---------- DATA SUPPLIED

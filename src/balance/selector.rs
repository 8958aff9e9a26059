//! Backend selection policy.
//!
//! # Responsibilities
//! - Round-robin rotation over the current valid subset
//! - Sticky-by-client-IP affinity when enabled
//! - Degraded-mode fallback when no backend is valid
//!
//! # Design Decisions
//! - The rotation cursor is a raw shared position, wrapped modulo the
//!   current valid count. It is not re-derived from backend identity, so a
//!   shrinking or growing valid set may skip or repeat a backend; round
//!   robin is a fairness heuristic, not an exact-cycle guarantee.
//! - A sticky mapping whose backend is currently disabled is rebound via
//!   round robin instead of returning a known-dead backend forever.
//! - Routing-table entries never expire; unbounded growth is accepted.

use std::net::IpAddr;
use std::sync::atomic::{AtomicUsize, Ordering};
use std::sync::Arc;

use dashmap::DashMap;

use crate::balance::backend::Backend;
use crate::balance::registry::BackendRegistry;
use crate::observability::metrics;

/// Picks a backend for each new connection or request.
#[derive(Debug)]
pub struct BackendSelector {
    registry: Arc<BackendRegistry>,
    /// Shared rotation position, advanced on every round-robin pick.
    cursor: AtomicUsize,
    /// Client IP → backend affinity map; present only in sticky mode.
    routing_table: Option<DashMap<IpAddr, Arc<Backend>>>,
}

impl BackendSelector {
    pub fn new(registry: Arc<BackendRegistry>, sticky_session: bool) -> Self {
        Self {
            registry,
            cursor: AtomicUsize::new(0),
            routing_table: sticky_session.then(DashMap::new),
        }
    }

    /// Select the backend for the given client.
    ///
    /// Returns `None` only when no backends are configured at all, which
    /// config validation rejects before startup.
    pub fn select(&self, client_ip: IpAddr) -> Option<Arc<Backend>> {
        let Some(table) = &self.routing_table else {
            return self.round_robin();
        };

        if let Some(entry) = table.get(&client_ip) {
            let backend = Arc::clone(entry.value());
            drop(entry);
            if backend.is_enabled() {
                return Some(backend);
            }
            tracing::debug!(
                client = %client_ip,
                backend = %backend.authority(),
                "Sticky backend unhealthy, rebinding"
            );
        }

        let backend = self.round_robin()?;
        table.insert(client_ip, Arc::clone(&backend));
        tracing::debug!(
            client = %client_ip,
            backend = %backend.authority(),
            "Sticky session bound"
        );
        Some(backend)
    }

    /// Advance the rotation cursor and return the next valid backend.
    ///
    /// With an empty valid set this falls back to the first configured
    /// backend: a deliberate availability-over-correctness choice, and it
    /// may hand out a backend known to be unhealthy.
    fn round_robin(&self) -> Option<Arc<Backend>> {
        let valid = self.registry.valid_backends();
        if valid.is_empty() {
            let fallback = self.registry.all_backends().first().cloned();
            if let Some(backend) = &fallback {
                tracing::warn!(
                    backend = %backend.authority(),
                    "No valid backends, falling back to first configured"
                );
                metrics::record_fallback_selection();
            }
            return fallback;
        }

        let index = self.cursor.fetch_add(1, Ordering::Relaxed) % valid.len();
        Some(Arc::clone(&valid[index]))
    }
}

#[cfg(test)]
mod tests {
    use super::*;
    use crate::config::ServerConfig;

    fn registry(n: usize) -> Arc<BackendRegistry> {
        let servers: Vec<ServerConfig> = (0..n)
            .map(|i| ServerConfig {
                host: "127.0.0.1".to_string(),
                port: 8000 + i as u16,
                secure: false,
                enabled: true,
                check: None,
            })
            .collect();
        Arc::new(BackendRegistry::new(&servers))
    }

    fn ip(last: u8) -> IpAddr {
        IpAddr::from([10, 0, 0, last])
    }

    #[test]
    fn round_robin_cycles_in_configured_order() {
        let selector = BackendSelector::new(registry(3), false);

        let picks: Vec<u16> = (0..6)
            .map(|_| selector.select(ip(1)).unwrap().port)
            .collect();
        assert_eq!(picks, vec![8000, 8001, 8002, 8000, 8001, 8002]);
    }

    #[test]
    fn round_robin_even_distribution() {
        let selector = BackendSelector::new(registry(3), false);

        let mut counts = [0usize; 3];
        for _ in 0..30 {
            let port = selector.select(ip(1)).unwrap().port;
            counts[(port - 8000) as usize] += 1;
        }
        assert_eq!(counts, [10, 10, 10]);
    }

    #[test]
    fn disabled_backend_skipped_after_rebuild() {
        let registry = registry(2);
        registry.all_backends()[0].set_enabled(false);
        registry.rebuild_valid();

        let selector = BackendSelector::new(Arc::clone(&registry), false);
        assert_eq!(registry.valid_backends().len(), 1);
        for _ in 0..4 {
            assert_eq!(selector.select(ip(1)).unwrap().port, 8001);
        }
    }

    #[test]
    fn empty_valid_set_falls_back_to_first_configured() {
        let registry = registry(2);
        for backend in registry.all_backends() {
            backend.set_enabled(false);
        }
        registry.rebuild_valid();

        let selector = BackendSelector::new(Arc::clone(&registry), false);
        let backend = selector.select(ip(1)).unwrap();
        assert_eq!(backend.port, 8000);
        assert!(!backend.is_enabled());
    }

    #[test]
    fn no_backends_yields_none() {
        let selector = BackendSelector::new(Arc::new(BackendRegistry::new(&[])), false);
        assert!(selector.select(ip(1)).is_none());
    }

    #[test]
    fn sticky_client_keeps_its_backend() {
        let selector = BackendSelector::new(registry(3), true);

        let first = selector.select(ip(1)).unwrap();
        // Interleave selections for other clients to advance the cursor.
        for other in 2..10 {
            selector.select(ip(other)).unwrap();
        }
        for _ in 0..5 {
            assert_eq!(selector.select(ip(1)).unwrap().port, first.port);
        }
    }

    #[test]
    fn sticky_mapping_rebinds_when_backend_disabled() {
        let registry = registry(2);
        let selector = BackendSelector::new(Arc::clone(&registry), true);

        let first = selector.select(ip(1)).unwrap();
        first.set_enabled(false);
        registry.rebuild_valid();

        let rebound = selector.select(ip(1)).unwrap();
        assert_ne!(rebound.port, first.port);
        assert!(rebound.is_enabled());

        // The new binding is itself sticky.
        assert_eq!(selector.select(ip(1)).unwrap().port, rebound.port);
    }

    #[test]
    fn distinct_clients_spread_across_backends() {
        let selector = BackendSelector::new(registry(2), true);

        let a = selector.select(ip(1)).unwrap();
        let b = selector.select(ip(2)).unwrap();
        assert_ne!(a.port, b.port);
    }
}
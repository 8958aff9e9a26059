//! Configuration subsystem.
//!
//! # Data Flow
//! ```text
//! Config file (TOML or JSON)
//!     → loader.rs (read + parse)
//!     → validation.rs (semantic checks, all errors collected)
//!     → schema.rs types handed to the rest of the system
//! ```
//!
//! # Design Decisions
//! - Config is an immutable value passed to constructors; runtime state
//!   (enabled flags, rotation cursor, routing table) lives in the balance
//!   subsystem, never in the config
//! - Backends are fixed at startup; there is no reload path

pub mod loader;
pub mod schema;
pub mod validation;

pub use loader::{load_config, ConfigError};
pub use schema::{
    CheckConfig, LbConfig, Mode, ObservabilityConfig, ServerConfig, TlsConfig,
};
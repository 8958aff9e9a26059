//! Observability subsystem.
//!
//! # Data Flow
//! ```text
//! All subsystems produce:
//!     → logging.rs (structured log events via tracing)
//!     → metrics.rs (counters, gauges)
//!
//! Consumers:
//!     → Log aggregation (stdout)
//!     → Metrics endpoint (Prometheus scrape, optional)
//! ```

pub mod logging;
pub mod metrics;
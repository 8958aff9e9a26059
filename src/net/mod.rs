//! Network layer subsystem.
//!
//! # Data Flow
//! ```text
//! Incoming TCP connection
//!     → listener.rs (accept loop, connection limits)
//!     → tls.rs (optional TLS material for the HTTP listener)
//!     → Hand off to the relay or HTTP engine
//! ```
//!
//! # Design Decisions
//! - Bounded accept queue prevents resource exhaustion
//! - TLS termination is optional and only applies to HTTP mode

pub mod listener;
pub mod tls;

pub use listener::{ConnectionPermit, Listener, ListenerError};
//! Configuration schema definitions.
//!
//! This module defines the complete configuration structure for the load
//! balancer. All types derive Serde traits for deserialization from config
//! files. camelCase aliases are kept for the keys the legacy `lb.json`
//! format used (`stickySession`, `healthCheckInterval`, `sslConf`).

use serde::{Deserialize, Serialize};
use std::time::Duration;

/// Default health-check interval applied when the configured value is
/// absent or non-positive.
pub const DEFAULT_HEALTH_CHECK_INTERVAL_MS: u64 = 60_000;

/// Default per-probe timeout.
pub const DEFAULT_PROBE_TIMEOUT_MS: u64 = 5_000;

/// Default path probed by the `http` and `endpoint` checks.
pub const DEFAULT_HEALTH_CHECK_PATH: &str = "/health-check";

/// Operating mode of the balancer.
#[derive(Debug, Clone, Copy, PartialEq, Eq, Deserialize, Serialize, Default)]
#[serde(rename_all = "lowercase")]
pub enum Mode {
    /// Raw TCP byte relay.
    #[default]
    Tcp,
    /// HTTP reverse proxy with forwarding headers.
    Http,
}

/// Root configuration for the load balancer.
#[derive(Debug, Clone, Deserialize, Serialize)]
#[serde(default)]
pub struct LbConfig {
    /// Proxying mode: `tcp` (default) or `http`.
    pub mode: Mode,

    /// Listen address. The default binds both IPv6 and IPv4.
    pub host: String,

    /// Listen port.
    pub port: u16,

    /// HTTP mode only: terminate TLS on the listener.
    pub secure: bool,

    /// TLS material for the listener when `secure` is set.
    #[serde(alias = "sslConf")]
    pub tls: Option<TlsConfig>,

    /// Bind client IPs to a single backend for the process lifetime.
    #[serde(alias = "stickySession")]
    pub sticky_session: bool,

    /// Milliseconds between health-check cycles. Absent or non-positive
    /// values fall back to [`DEFAULT_HEALTH_CHECK_INTERVAL_MS`].
    #[serde(alias = "healthCheckInterval")]
    pub health_check_interval_ms: Option<i64>,

    /// Maximum concurrent inbound connections (TCP mode backpressure).
    pub max_connections: usize,

    /// Observability settings.
    pub observability: ObservabilityConfig,

    /// Ordered backend server definitions. Fixed at startup.
    pub servers: Vec<ServerConfig>,
}

impl Default for LbConfig {
    fn default() -> Self {
        Self {
            mode: Mode::Tcp,
            host: "::".to_string(),
            port: 8080,
            secure: false,
            tls: None,
            sticky_session: false,
            health_check_interval_ms: None,
            max_connections: 10_000,
            observability: ObservabilityConfig::default(),
            servers: Vec::new(),
        }
    }
}

impl LbConfig {
    /// Effective health-check interval, with the default applied when the
    /// configured value is missing or non-positive.
    pub fn health_check_interval(&self) -> Duration {
        match self.health_check_interval_ms {
            Some(ms) if ms > 0 => Duration::from_millis(ms as u64),
            _ => Duration::from_millis(DEFAULT_HEALTH_CHECK_INTERVAL_MS),
        }
    }
}

/// TLS configuration for the listener.
#[derive(Debug, Clone, Deserialize, Serialize)]
pub struct TlsConfig {
    /// Path to certificate file (PEM).
    #[serde(alias = "cert")]
    pub cert_path: String,

    /// Path to private key file (PEM).
    #[serde(alias = "key")]
    pub key_path: String,
}

/// A single backend server definition.
#[derive(Debug, Clone, Deserialize, Serialize)]
pub struct ServerConfig {
    /// Backend host name or address.
    pub host: String,

    /// Backend port.
    pub port: u16,

    /// Connect to this backend over HTTPS (HTTP mode / endpoint probe).
    #[serde(default)]
    pub secure: bool,

    /// Initial enabled state, before the first health cycle runs.
    #[serde(default = "default_enabled")]
    pub enabled: bool,

    /// Optional health probe configuration. Backends without a recognized
    /// probe keep their `enabled` flag at its last value.
    pub check: Option<CheckConfig>,
}

fn default_enabled() -> bool {
    true
}

/// Health probe configuration for one backend.
#[derive(Debug, Clone, Deserialize, Serialize)]
pub struct CheckConfig {
    /// Probe kind: `port`, `http`, or `endpoint`. Anything else is skipped.
    #[serde(rename = "type")]
    pub kind: String,

    /// Port probe: alternative target port (defaults to the backend port).
    pub target: Option<u16>,

    /// Per-probe timeout in milliseconds (default 5000).
    #[serde(alias = "timeout")]
    pub timeout_ms: Option<u64>,

    /// HTTP probe path (default `/health-check`).
    pub path: Option<String>,

    /// Endpoint probe path (default `/health-check`).
    pub endpoint: Option<String>,

    /// HTTP probe scheme override (`http` or `https`).
    pub protocol: Option<String>,
}

impl CheckConfig {
    /// Effective probe timeout.
    pub fn timeout(&self) -> Duration {
        Duration::from_millis(self.timeout_ms.unwrap_or(DEFAULT_PROBE_TIMEOUT_MS))
    }
}

/// Observability settings.
#[derive(Debug, Clone, Deserialize, Serialize)]
#[serde(default)]
pub struct ObservabilityConfig {
    /// Expose a Prometheus metrics endpoint.
    pub metrics_enabled: bool,

    /// Address the metrics exporter listens on.
    pub metrics_address: String,
}

impl Default for ObservabilityConfig {
    fn default() -> Self {
        Self {
            metrics_enabled: false,
            metrics_address: "127.0.0.1:9100".to_string(),
        }
    }
}

#[cfg(test)]
mod tests {
    use super::*;

    #[test]
    fn default_interval_applied_when_absent_or_non_positive() {
        let mut config = LbConfig::default();
        assert_eq!(
            config.health_check_interval(),
            Duration::from_millis(DEFAULT_HEALTH_CHECK_INTERVAL_MS)
        );

        config.health_check_interval_ms = Some(0);
        assert_eq!(
            config.health_check_interval(),
            Duration::from_millis(DEFAULT_HEALTH_CHECK_INTERVAL_MS)
        );

        config.health_check_interval_ms = Some(-5);
        assert_eq!(
            config.health_check_interval(),
            Duration::from_millis(DEFAULT_HEALTH_CHECK_INTERVAL_MS)
        );

        config.health_check_interval_ms = Some(2500);
        assert_eq!(config.health_check_interval(), Duration::from_millis(2500));
    }

    #[test]
    fn camel_case_aliases_accepted() {
        let json = r#"{
            "mode": "http",
            "port": 9090,
            "stickySession": true,
            "healthCheckInterval": 1000,
            "servers": [
                { "host": "127.0.0.1", "port": 8000,
                  "check": { "type": "port", "timeout": 250 } }
            ]
        }"#;
        let config: LbConfig = serde_json::from_str(json).unwrap();
        assert_eq!(config.mode, Mode::Http);
        assert!(config.sticky_session);
        assert_eq!(config.health_check_interval(), Duration::from_millis(1000));
        let check = config.servers[0].check.as_ref().unwrap();
        assert_eq!(check.kind, "port");
        assert_eq!(check.timeout(), Duration::from_millis(250));
    }
}
//! Shutdown coordination.

use tokio::sync::broadcast;

/// Coordinator for graceful shutdown.
///
/// Provides a broadcast channel that all long-running tasks subscribe to.
pub struct Shutdown {
    tx: broadcast::Sender<()>,
}

impl Shutdown {
    /// Create a new shutdown coordinator.
    pub fn new() -> Self {
        let (tx, _) = broadcast::channel(1);
        Self { tx }
    }

    /// Subscribe to the shutdown signal.
    pub fn subscribe(&self) -> broadcast::Receiver<()> {
        self.tx.subscribe()
    }

    /// Trigger the shutdown signal.
    pub fn trigger(&self) {
        let _ = self.tx.send(());
    }
}

impl Default for Shutdown {
    fn default() -> Self {
        Self::new()
    }
}
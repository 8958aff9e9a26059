//! TCP relay engine.
//!
//! # Responsibilities
//! - Accept inbound TCP connections
//! - Select a backend per connection and open an outbound connection
//! - Relay bytes verbatim in both directions until either side closes
//!
//! # Design Decisions
//! - One duplex copy loop per connection pair
//!   (`tokio::io::copy_bidirectional`): half-close on one side propagates
//!   a shutdown to the other; an error on either side tears both down
//! - Backend addresses are copied at selection time; a connection never
//!   holds registry state
//! - Failures are contained per connection and never affect the accept
//!   loop or other connections

use std::sync::Arc;

use tokio::io::copy_bidirectional;
use tokio::net::TcpStream;
use tokio::sync::broadcast;

use crate::balance::BackendSelector;
use crate::net::{ConnectionPermit, Listener, ListenerError};
use crate::observability::metrics;

/// The raw TCP relaying engine.
pub struct TcpRelay {
    selector: Arc<BackendSelector>,
}

impl TcpRelay {
    pub fn new(selector: Arc<BackendSelector>) -> Self {
        Self { selector }
    }

    /// Accept connections until the shutdown signal fires.
    ///
    /// Accept errors on individual connections are logged and do not stop
    /// the loop; only shutdown ends it.
    pub async fn run(
        self,
        listener: Listener,
        mut shutdown: broadcast::Receiver<()>,
    ) -> Result<(), ListenerError> {
        loop {
            tokio::select! {
                accepted = listener.accept() => {
                    match accepted {
                        Ok((client, peer, permit)) => {
                            let selector = Arc::clone(&self.selector);
                            tokio::spawn(async move {
                                handle_connection(client, peer, permit, selector).await;
                            });
                        }
                        Err(error) => {
                            tracing::error!(error = %error, "Accept failed");
                        }
                    }
                }
                _ = shutdown.recv() => {
                    tracing::info!("TCP relay received shutdown signal, exiting loop");
                    break;
                }
            }
        }
        Ok(())
    }
}

/// Relay a single client connection to its selected backend.
///
/// Dropping both streams on any exit path is the forced-teardown
/// guarantee: no half of the pair is ever left dangling.
async fn handle_connection(
    mut client: TcpStream,
    peer: std::net::SocketAddr,
    _permit: ConnectionPermit,
    selector: Arc<BackendSelector>,
) {
    let Some(backend) = selector.select(peer.ip()) else {
        tracing::error!(peer = %peer, "No backend available, dropping connection");
        return;
    };

    let addr = (backend.host.clone(), backend.port);
    let mut upstream = match TcpStream::connect(addr).await {
        Ok(stream) => {
            tracing::debug!(
                peer = %peer,
                backend = %backend.authority(),
                "Relay established"
            );
            stream
        }
        Err(error) => {
            // Client is dropped here, tearing the inbound side down.
            tracing::warn!(
                peer = %peer,
                backend = %backend.authority(),
                error = %error,
                "Backend connection failed"
            );
            return;
        }
    };

    metrics::record_relay_connection(&backend.authority());

    match copy_bidirectional(&mut client, &mut upstream).await {
        Ok((to_backend, to_client)) => {
            tracing::debug!(
                peer = %peer,
                backend = %backend.authority(),
                bytes_up = to_backend,
                bytes_down = to_client,
                "Relay closed"
            );
        }
        Err(error) => {
            tracing::debug!(
                peer = %peer,
                backend = %backend.authority(),
                error = %error,
                "Relay aborted"
            );
        }
    }
}
//! Raw TCP relaying subsystem.
//!
//! # Data Flow
//! ```text
//! Client connects
//!     → net::Listener (bounded accept)
//!     → selector.select(client ip)
//!     → outbound connect to chosen backend
//!     → duplex byte copy until either side closes or errors
//! ```

pub mod tcp;

pub use tcp::TcpRelay;
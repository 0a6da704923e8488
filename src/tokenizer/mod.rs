// Sentence tokenizer adapter.
// The boundary model is bundled as compiled-in rules, so loading it never touches the network.

use anyhow::Result;
use tracing::info;

pub mod abbreviations;
pub mod dialog;
pub mod normalization;

pub use abbreviations::AbbreviationChecker;
pub use dialog::DialogStateMachine;
pub use normalization::{normalize_sentence, normalize_sentence_into};

/// Anything that can turn document text into an ordered sentence sequence.
///
/// Paragraph numbering depends on the boundary decisions made here, so swapping
/// implementations can shift which sentences land in which paragraph.
pub trait SentenceSplitter {
    /// Split `text` into sentences in document order. Returned sentences are
    /// single-line and non-empty.
    fn split_sentences(&self, text: &str) -> Vec<String>;
}

/// Rule-based sentence tokenizer backed by the dialog state machine
pub struct SentenceTokenizer {
    machine: DialogStateMachine,
}

impl SentenceTokenizer {
    /// Compile the boundary model. Failure here is a startup error.
    pub fn new() -> Result<Self> {
        let machine = DialogStateMachine::new()?;
        info!(
            states = machine.state_count(),
            "Compiled sentence boundary model"
        );
        Ok(Self { machine })
    }

    /// Raw sentence slices borrowed from `text`, trimmed but not normalized
    pub fn split<'a>(&self, text: &'a str) -> Vec<&'a str> {
        self.machine.detect_sentences(text)
    }

    /// Sentences normalized to a single line each
    pub fn tokenize(&self, text: &str) -> Vec<String> {
        let raw = self.split(text);
        let mut buffer = String::new();
        let mut sentences = Vec::with_capacity(raw.len());

        for sentence in raw {
            normalize_sentence_into(sentence, &mut buffer);
            sentences.push(buffer.clone());
        }

        sentences
    }
}

impl SentenceSplitter for SentenceTokenizer {
    fn split_sentences(&self, text: &str) -> Vec<String> {
        self.tokenize(text)
    }
}
// Abbreviation vetoes for sentence boundaries.
// A candidate boundary whose sentence ends in one of these is not a boundary.

use std::collections::HashSet;

/// Titles that precede a proper noun, as in "Dr. Smith" or "Mrs. Johnson".
pub const TITLE_ABBREVIATIONS: &[&str] = &[
    "Mr.", "Mrs.", "Ms.", "Dr.", "Prof.", "Sr.", "Jr.", "St.",
];

/// Abbreviations that always continue into the next word.
pub const JOINING_ABBREVIATIONS: &[&str] = &["vs.", "e.g.", "i.e.", "cf."];

/// Words that commonly open a sentence. A single capital letter followed by one
/// of these is a standalone letter ("saw A. It was"), not an initial.
pub const SENTENCE_OPENERS: &[&str] = &[
    "A", "An", "And", "As", "At", "But", "He", "Her", "His", "I", "If", "In", "It", "Its",
    "My", "No", "Now", "On", "Our", "She", "So", "That", "The", "Their", "Then", "There",
    "These", "They", "This", "Those", "We", "What", "When", "Yet", "You",
];

const QUOTE_CHARS: &[char] = &[
    '"', '\'', '\u{201C}', '\u{201D}', '\u{2018}', '\u{2019}', '(', '[', '{',
];

/// Lookup for words that end in a period without ending the sentence
pub struct AbbreviationChecker {
    abbreviations: HashSet<&'static str>,
}

impl AbbreviationChecker {
    pub fn new() -> Self {
        Self {
            abbreviations: TITLE_ABBREVIATIONS
                .iter()
                .chain(JOINING_ABBREVIATIONS)
                .copied()
                .collect(),
        }
    }

    pub fn is_abbreviation(&self, word: &str) -> bool {
        self.abbreviations.contains(word)
    }

    /// Single capital letter followed by a period, as in "J. R. R. Tolkien".
    /// The pronoun "I." is never an initial.
    pub fn is_initial(word: &str) -> bool {
        let mut chars = word.chars();
        matches!(
            (chars.next(), chars.next(), chars.next()),
            (Some(letter), Some('.'), None) if letter.is_uppercase() && letter != 'I'
        )
    }

    /// Check whether the last word of `text` is a listed abbreviation.
    /// Quotes and brackets around the word are ignored.
    pub fn ends_with_abbreviation(&self, text: &str) -> bool {
        last_word(text).is_some_and(|word| self.is_abbreviation(word))
    }

    pub fn ends_with_initial(text: &str) -> bool {
        last_word(text).is_some_and(Self::is_initial)
    }

    /// Decide whether a candidate boundary between `text` and `following` is vetoed.
    /// Listed abbreviations always veto. An initial vetoes unless `following`
    /// opens with a common sentence opener.
    pub fn vetoes_boundary(&self, text: &str, following: &str) -> bool {
        self.ends_with_abbreviation(text)
            || (Self::ends_with_initial(text) && !starts_with_sentence_opener(following))
    }
}

fn last_word(text: &str) -> Option<&str> {
    text.split_whitespace()
        .last()
        .map(|word| word.trim_matches(|c: char| QUOTE_CHARS.contains(&c)))
}

fn starts_with_sentence_opener(text: &str) -> bool {
    let Some(word) = text.split_whitespace().next() else {
        return false;
    };
    let word = word.trim_start_matches(|c: char| QUOTE_CHARS.contains(&c));
    if AbbreviationChecker::is_initial(word) {
        return false;
    }
    let head = word.split(|c: char| !c.is_alphabetic()).next().unwrap_or(word);
    SENTENCE_OPENERS.contains(&head)
}

impl Default for AbbreviationChecker {
    fn default() -> Self {
        Self::new()
    }
}
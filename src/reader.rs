use anyhow::{Context, Result};
use std::path::Path;
use tokio::fs::File;
use tokio::io::{AsyncReadExt, BufReader};
use tracing::{debug, info};

/// Buffer size for reading the document (8KB)
const READ_BUFFER_SIZE: usize = 8192;

/// Statistics for the one-time document read
#[derive(Debug, Clone)]
pub struct ReadStats {
    pub file_path: String,
    pub bytes_read: u64,
    pub duration_ms: u64,
}

/// Read the full document as UTF-8 text.
///
/// The file handle lives only for the duration of this call.
pub async fn read_document<P: AsRef<Path>>(file_path: P) -> Result<(String, ReadStats)> {
    let path = file_path.as_ref();
    let start_time = std::time::Instant::now();

    debug!("Starting read of document: {}", path.display());

    let text = {
        let file = File::open(path)
            .await
            .with_context(|| format!("Failed to open file {}", path.display()))?;

        let mut reader = BufReader::with_capacity(READ_BUFFER_SIZE, file);
        let mut text = String::new();
        reader
            .read_to_string(&mut text)
            .await
            .with_context(|| format!("Failed to read {} as UTF-8 text", path.display()))?;
        text
    };

    let stats = ReadStats {
        file_path: path.display().to_string(),
        bytes_read: text.len() as u64,
        duration_ms: start_time.elapsed().as_millis() as u64,
    };

    info!(
        "Read {}: {} bytes in {}ms",
        stats.file_path, stats.bytes_read, stats.duration_ms
    );

    Ok((text, stats))
}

--------------------

» **TASK OBJECTIVE**
Take each line above that contains "loader" and copy it out.

» **SOLVED PROBLEM**
//!     → loader.rs (read + parse)
pub mod loader;
pub use loader::{load_config, ConfigError};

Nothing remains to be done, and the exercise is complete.